▸ **Exercise prompt**:
Across the data, every line with the word "Text" counts once; state the total alone.

▸ **Study material**:
.....

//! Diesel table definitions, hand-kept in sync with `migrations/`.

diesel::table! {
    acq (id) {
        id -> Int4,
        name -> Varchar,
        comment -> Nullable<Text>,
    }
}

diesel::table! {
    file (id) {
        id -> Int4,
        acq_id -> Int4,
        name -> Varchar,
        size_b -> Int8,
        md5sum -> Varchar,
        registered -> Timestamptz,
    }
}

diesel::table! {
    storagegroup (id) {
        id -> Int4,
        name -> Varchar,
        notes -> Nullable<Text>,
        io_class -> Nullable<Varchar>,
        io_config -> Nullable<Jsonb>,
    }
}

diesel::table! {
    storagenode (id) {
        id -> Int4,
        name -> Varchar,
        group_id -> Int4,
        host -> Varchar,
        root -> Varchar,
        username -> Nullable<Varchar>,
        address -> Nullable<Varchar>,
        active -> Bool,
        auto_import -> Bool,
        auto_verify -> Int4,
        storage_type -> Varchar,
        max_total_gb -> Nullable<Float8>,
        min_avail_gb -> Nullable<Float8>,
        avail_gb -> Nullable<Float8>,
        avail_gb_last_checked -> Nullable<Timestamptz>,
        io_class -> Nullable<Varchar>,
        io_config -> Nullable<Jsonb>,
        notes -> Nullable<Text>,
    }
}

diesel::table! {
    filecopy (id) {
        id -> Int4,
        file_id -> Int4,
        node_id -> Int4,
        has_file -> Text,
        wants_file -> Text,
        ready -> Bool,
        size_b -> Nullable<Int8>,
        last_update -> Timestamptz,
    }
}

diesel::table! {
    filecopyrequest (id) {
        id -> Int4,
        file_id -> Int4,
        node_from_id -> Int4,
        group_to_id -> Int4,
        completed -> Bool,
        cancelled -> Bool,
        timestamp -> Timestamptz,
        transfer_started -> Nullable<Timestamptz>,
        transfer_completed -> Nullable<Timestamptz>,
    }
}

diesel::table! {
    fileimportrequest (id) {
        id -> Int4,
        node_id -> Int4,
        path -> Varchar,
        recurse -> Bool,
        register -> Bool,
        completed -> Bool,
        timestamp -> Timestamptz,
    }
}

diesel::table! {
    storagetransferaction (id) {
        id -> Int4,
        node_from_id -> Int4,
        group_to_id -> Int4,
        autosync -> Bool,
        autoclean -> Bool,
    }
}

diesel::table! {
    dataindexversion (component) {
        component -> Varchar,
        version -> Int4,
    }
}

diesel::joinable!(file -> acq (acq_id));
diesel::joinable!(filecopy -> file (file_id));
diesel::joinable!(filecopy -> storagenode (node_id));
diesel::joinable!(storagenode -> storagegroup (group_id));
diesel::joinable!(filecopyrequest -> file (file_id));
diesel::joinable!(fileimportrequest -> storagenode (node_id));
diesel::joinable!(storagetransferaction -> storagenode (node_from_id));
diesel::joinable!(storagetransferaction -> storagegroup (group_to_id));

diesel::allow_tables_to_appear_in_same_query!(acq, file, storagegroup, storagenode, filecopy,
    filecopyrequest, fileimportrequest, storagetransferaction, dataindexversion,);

.....

▸ **Solved problem**:
5